I have been homeless for about 4 years on and off. I have been sober for a year and a half so now i am trying to feel out the boundaries of my abilities and what i can do to enhance my functioning via healthy eating etc…i work temp jobs even though i feel the thought broad casting symptoms i feel i have are excruciatingly painful. My main goal is to rid of that symptom every day now without meds cus i dont prefer taking meds.Havent been on meds for years now. I also hadnt experienced psychosis for some time until recently and i just had to put up with it affecting my work and co workers seeing me going through that but they just thought i came to work high as fuc, because i dont tell anyone about my diagnosis. I also put on the show of like i was high a little bit even though ive been sober a year and a half. Suggestions on reducing symptoms if any one has any via all natural?
I dont know man, Don’t believe it, try not to think about it.
Do you have accompanying hallucinations? Or is it just the extreme feeling that people can hear your thoughts.
The human psyche is very flexible and potentially dark. I know how it seems like these people seem like they are made of something else… Remember they really aren’t. They are probably very similar to you, but fit in better to focusing on life.
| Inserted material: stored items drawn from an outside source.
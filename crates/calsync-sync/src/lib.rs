//! Screen-level controller tying the credential lifecycle to the calendar.
//!
//! The [`SyncOrchestrator`] restores or obtains a session, lists upcoming
//! events and re-lists from the provider after every successful mutation.

pub mod error;
pub mod orchestrator;
pub mod setup;

pub use error::SyncError;
pub use orchestrator::{ScreenState, SignIn, SyncOrchestrator};
pub use setup::{build_orchestrator, AppOrchestrator};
When dealing with this (and I still do) it was easy to feel like I had been kicked out of life… by pretty much everyone. That’s ■■■■■■■■ though man. It’s not real.
Any ways I feel you man. Focus on some real world ■■■■, try not to think about telepathy. It takes time but you can kick the idea out of your head.
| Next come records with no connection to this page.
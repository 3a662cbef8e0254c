pub mod config;
pub mod error;

pub use config::{
    AuthConfig, CalendarConfig, Config, GoogleConfig, StorageBackend, StorageConfig,
    ValidationResult,
};
pub use error::ConfigError;

use anyhow::Result;

/// Initialize logging for the calsync binaries.
///
/// `debug` forces the debug level; otherwise `RUST_LOG` applies, defaulting
/// to `info`.
pub fn init(debug: bool) -> Result<()> {
    let filter = if debug {
        tracing_subscriber::EnvFilter::new("debug")
    } else {
        tracing_subscriber::EnvFilter::try_from_default_env()
            .unwrap_or_else(|_| tracing_subscriber::EnvFilter::new("info"))
    };

    tracing_subscriber::fmt()
        .with_env_filter(filter)
        .with_target(false)
        .try_init()
        .map_err(|e| anyhow::anyhow!("Failed to initialize tracing: {}", e))?;

    tracing::debug!("calsync core initialized");
    Ok(())
}
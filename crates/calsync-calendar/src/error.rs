//! Calendar-specific error types.

use thiserror::Error;

/// Text the provider puts in a delete rejection for system-managed events
/// (birthdays, holidays, out-of-office and similar generated entries).
pub const PROTECTED_EVENT_MARKER: &str = "eventTypeRestriction";

#[derive(Error, Debug)]
pub enum CalendarError {
    #[error("No access token supplied")]
    MissingAccessToken,

    #[error("Access token was rejected by the provider")]
    Unauthorized,

    #[error("Network error: {0}")]
    Transport(#[from] reqwest::Error),

    #[error("Provider returned {status}: {body}")]
    ProviderError { status: u16, body: String },

    #[error("Event {event_id} is managed by the provider and cannot be deleted")]
    ProtectedEvent { event_id: String },
}

impl CalendarError {
    /// User-friendly error message for UI display.
    pub fn user_message(&self) -> String {
        match self {
            Self::MissingAccessToken => "Please sign in to your Google account".to_string(),
            Self::Unauthorized => "Your session is no longer valid. Please sign in again.".to_string(),
            Self::Transport(_) => "Network error. Check your connection.".to_string(),
            Self::ProviderError { status, body } => {
                format!("Calendar error ({}): {}", status, body)
            }
            Self::ProtectedEvent { .. } => {
                "This event is created automatically by Google Calendar (for example a birthday or holiday) and can't be deleted from this app.".to_string()
            }
        }
    }

    /// Whether the caller should refresh or re-authorize before trying again.
    pub fn should_reauthorize(&self) -> bool {
        matches!(self, Self::Unauthorized | Self::MissingAccessToken)
    }

    /// Whether a retry may succeed. Only safe for read-only calls: a retried
    /// create can duplicate the event.
    pub fn is_retryable(&self) -> bool {
        matches!(self, Self::Transport(_))
    }
}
It wasnt difficult for me to get rid of that delsuion, but my other delusions called erotomanic delusions are stuck as hell.
Same thing happened me. Was off meds for 2 years, them boom, completely psychotic. You need meds otherwise things are going to start getting much worse over time. Get back on meds while you can still think somewhat straight.
Nobody likes meds, but they stop us from becoming psychotic and harming ourselves or others.
Thanks really good advice.
Thanks really good advice from everyone, thanks for the input guys.
I do not know, but I know how it is in the streets in America. I lived over two years in my auto, Mazda 626, and the only address I had was a mailbox in one storage location in Miami. During these years I went to a motel only twice: once in the beginning of my auto stay in Miami and then in the end of my stay when I went to a hotel for three days near the Miami International Airport and then I flew to Brussels, Belgium.
Homelessness is not a mental illness, loneliness is something of an illness but those around the lonely are the ill ones. That may lead to drug addiction. Some are addicted to chicken nuggets and menthol cigarettes that contain traces of fiber glass, arsenic, carcinogen, and methaphetamines and that ■■■■ they mummified brains with back in the day. So the state of mind stays the same. How can you just walk by someone? When you drive, I keep stepping over those sidewalk lines.
My recent psychosis happened after k.o.ing another guy with one punch. I was paranoid about the cops and everytime i talked about it at work, the more i felt the psychosis come on. So i just had to change the subject. Was really close to quitting. First time i knocked a guy out. Shoulve taken a selfie right then.
I couldn’t remember the word so I looked it up, formeldehyde. Tobacco preservative; also used for slowing brain chemicals: beneficial for induced comatose state in urgency when suffering near a mortal wound; also not so bad when on “atypical” and “typical” psychotropic medications that produce simulated brain chemistry akin to other brains with deluded thought processi, much like a drug dealer to a psychiatrist. As it has not been proven what chemical imbalance causes schizophrenia, much like some do with poppy flowers, others do with tobacco. Before we go off-topic regarding homelessness, the human brain is hardwired for survival when not heavily altered with mass amounts of synthetically produced chemicals. In short, the natural body knows that without the earth we as people are near nothing alone. Much like some know that about their own parents or friends.
I’d just quit talking about it.
Hah to your avatar.
In short, make a better day starting today.
I herd too many voices and thought broadcasting when I worked off meds. Drove me nuts. I still get them, just not as bad. I take as little medication as possible or I start to freak out.
Ya, i was looking for an avatar but i just decided to make this one. Yup tomorrows another day. Work and serenity. Im going to just keep my mind focused on how bad i need the money.
Hah very creative man.
Ya i was going to make another one but it would read, "I don’t always freak out, but when I do, I go full on schizophrenic.
Hah, nah man this one’s good, I laugh every time I read it.